La decimotercera temporada del Teatro Real se despide con ocho funciones de Simon Boccanegra, la ópera que Verdi compuso para su estreno en La Fenice de Venecia en 1857 y que después tuvo que guardar en un cajón durante más de veinte años a causa de su fracaso en varios teatros italianos, aunque el genial compositor italiano, en realidad, no llegara a entender el rechazo del público a su obra más política y oscura, a la que nunca consideró inferior a otras de sus obras más exitosas.
En 1881, Verdi, que llevaba diez años sin componer ópera, terminó la revisión de su nuevo Simon, que se estrenó en La Scala provocando reacciones bastante amables por parte del público y de la crítica, aunque sin levantar un gran entusiasmo. Sin embargo, la revisión de Simon fue la mecha que volvió a encender en Verdi su pasión por la composición de ópera y, aún hoy, muchos siguen viendo en esta obra, que relata la historia de las luchas e intrigas entre familias rivales a lo largo de dos generaciones, como una especie de laboratorio de Otello.

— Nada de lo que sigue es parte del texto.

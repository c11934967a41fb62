//! # Sync Command Implementation
//!
//! This module implements the `sync` subcommand: load the site, resolve every
//! declared remote source, build the combined feed and print a summary of
//! what ended up in the site's collections.
//!
//! Sources that cannot be synchronized are reported but do not make the
//! command fail; only an invalid configuration does.

use std::collections::BTreeMap;

use anyhow::Result;
use clap::Args;
use serde::Serialize;

use project_hub::feed;
use project_hub::items::{self, ItemKind};
use project_hub::orchestrator::{ReadReport, LAST_UPDATE};
use project_hub::output::OutputConfig;
use project_hub::site::Site;

use super::{synchronize, SiteArgs};

/// Fetch every declared remote source and read it into the site
#[derive(Args, Debug)]
pub struct SyncArgs {
    #[command(flatten)]
    pub site: SiteArgs,

    /// Print the summary as JSON.
    #[arg(long)]
    pub json: bool,
}

#[derive(Debug, Serialize)]
struct CollectionSummary {
    label: String,
    documents: usize,
    assets: usize,
}

#[derive(Debug, Serialize)]
struct SyncSummary {
    refresh: String,
    is_hub: bool,
    sources: ReadReport,
    collections: Vec<CollectionSummary>,
    pages: usize,
    /// Number of software and spec items, by kind.
    items: BTreeMap<&'static str, usize>,
    /// `last_update` of every index document carrying one, by URL.
    last_updates: BTreeMap<String, String>,
    num_posts_combined: usize,
}

/// Execute the `sync` command.
pub fn execute(args: SyncArgs, color_flag: &str) -> Result<()> {
    let mut site = args.site.load_site()?;
    let report = synchronize(&mut site);
    let posts = feed::build_and_publish(&mut site);
    let summary = summarize(&site, report, posts);

    if args.json {
        println!("{}", serde_json::to_string_pretty(&summary)?);
    } else {
        print_summary(&summary, &OutputConfig::from_env_and_flag(color_flag));
    }
    Ok(())
}

fn summarize(site: &Site, sources: ReadReport, num_posts_combined: usize) -> SyncSummary {
    let collections = site
        .collections()
        .map(|c| CollectionSummary {
            label: c.label.clone(),
            documents: c.docs.len(),
            assets: c.files.len(),
        })
        .collect();

    let items = ItemKind::ALL
        .iter()
        .map(|kind| (kind.label(), items::select_items(site, *kind).len()))
        .collect();

    let last_updates = site
        .collections()
        .flat_map(|c| c.docs.iter())
        .filter_map(|doc| {
            doc.get_str(LAST_UPDATE)
                .map(|t| (doc.url.to_string(), t.to_string()))
        })
        .collect();

    SyncSummary {
        refresh: site.config.refresh_remote_data.to_string(),
        is_hub: site.is_hub(),
        sources,
        collections,
        pages: site.pages.len(),
        items,
        last_updates,
        num_posts_combined,
    }
}

fn print_summary(summary: &SyncSummary, out: &OutputConfig) {
    println!(
        "{} ({} site, refresh: {})",
        out.heading("Sources"),
        if summary.is_hub { "hub" } else { "project" },
        summary.refresh
    );
    if summary.sources.sources.is_empty() {
        println!("  (none declared)");
    }
    for source in &summary.sources.sources {
        println!(
            "  {} {} {} <- {}",
            out.outcome(source.outcome),
            source.kind,
            source.document,
            source.remote
        );
        if let Some(error) = &source.error {
            println!("      {}", error);
        }
    }

    println!("\n{}", out.heading("Collections"));
    for collection in &summary.collections {
        println!(
            "  {}: {} documents, {} assets",
            collection.label, collection.documents, collection.assets
        );
    }
    println!("  pages built: {}", summary.pages);
    for (kind, count) in &summary.items {
        println!("  {} items: {}", kind, count);
    }

    if !summary.last_updates.is_empty() {
        println!("\n{}", out.heading("Last updates"));
        for (url, time) in &summary.last_updates {
            println!("  {} {}", url, time);
        }
    }

    println!("\nCombined posts: {}", summary.num_posts_combined);
}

Y a pesar de que para una gran parte del público sigue siendo un título desconocido del repertorio verdiano, su programación es cada vez más frecuente en los grandes templos de la lírica de todo el mundo. La producción estrenada anoche en el teatro de la plaza de Oriente es la misma con la que el Real estrenó su temporada 2002-2003, pero su director de escena, el veterano Giancarlo del Monaco, ha introducido diversos cambios que consiguen un decorado menos tétrico y claustrofóbico, valiéndose de un marco arquitectónico que evoca las dictaduras de entreguerras, con una monumental escenografía marmórea diseñada por Michael Scott e inspirada en el arquitecto de Hitler. El inmenso decorado en blanco, que sirve para acoger el contraste con un fastuoso vestuario clásico en el que predomina el negro y el rojo más profundo, ofrece bien esa idea de grandiosidad que siempre acompaña al poder absoluto, pero resulta, en ocasiones, demasiado rígido sin que la evocación del mar consiga aportar esa sensación de movimiento que parece requerir la escena, desde que el corsario Boccanegra es elegido para ser el primer dux de Génova.

Otra novedad importante del Simon Boccanegra con el que se despide la temporada lírica de la capital y que supone, asimismo, el final de la etapa que ha vivido el Real con Antonio Moral al frente de la dirección artística y Jesús López Cobos de la musical, son los dos repartos con los que cuenta. Anoche, aunque se trataba del estreno, en el que interviene siempre el primer reparto, las butacas vacías que se veían justo antes de que se apagaran las luces indicaban que había algo que no era como siempre. Y es que si lo normal es que las entradas para las funciones en las que interviene el primer reparto se agoten antes que para las del segundo, en esta ocasión estaba claro que no iba a ser así. Para las funciones del segundo reparto, en las que el tenor Plácido Domingo se mete en la piel y en la garganta del corsario genovés con tesitura de barítono, acompañado por Angela Gheorghiu en el papel de Amelia, las entradas se agotaron en pocos minutos, mientras que para las del primer reparto todavía quedaban localidades a tan sólo unos días del estreno de ayer. La expectación con que se espera al genial tenor madrileño, reconvertido para la ocasión en barítono, no es de extrañar después de los apoteósicos estrenos en Berlín, Milán o Londres, que han marcado la presente temporada operística internacional.
Y, sin embargo, tanto la obra en sí, uno de los Verdis más profundos y humanos, como los cantantes del primer reparto, merecieron la atención que suele estar reservada al primer reparto, responsable del estreno de una producción. Así lo reconoció un público, que fue dejándose atrapar por una música bellísima interpretada con mimo desde el foso, bajo la batuta del maestro López Cobos, por las magníficas interpretaciones del Coro Titular del Teatro Real, Coro Intermezzo, dirigido por Peter Burian y, por fin, por los dos grandes protagonistas de la obra, que además debutaban sus respectivos papeles: el barítono georgiano George Gagnidze, de gran calidad vocal e interpretativa y la soprano albanesa Inva Mula, siempre intensa. Fueron los más premiados por los aplausos del público. Junto a ellos, uno de los bajos más destacados de los últimos años, el italiano Giacomo Prestia y el tenor Fabio Sartori, con una magnífica interpretación de Gabriele Adorno, personaje que fue madurando y enriqueciéndose a medida que transcurría la exitosa velada.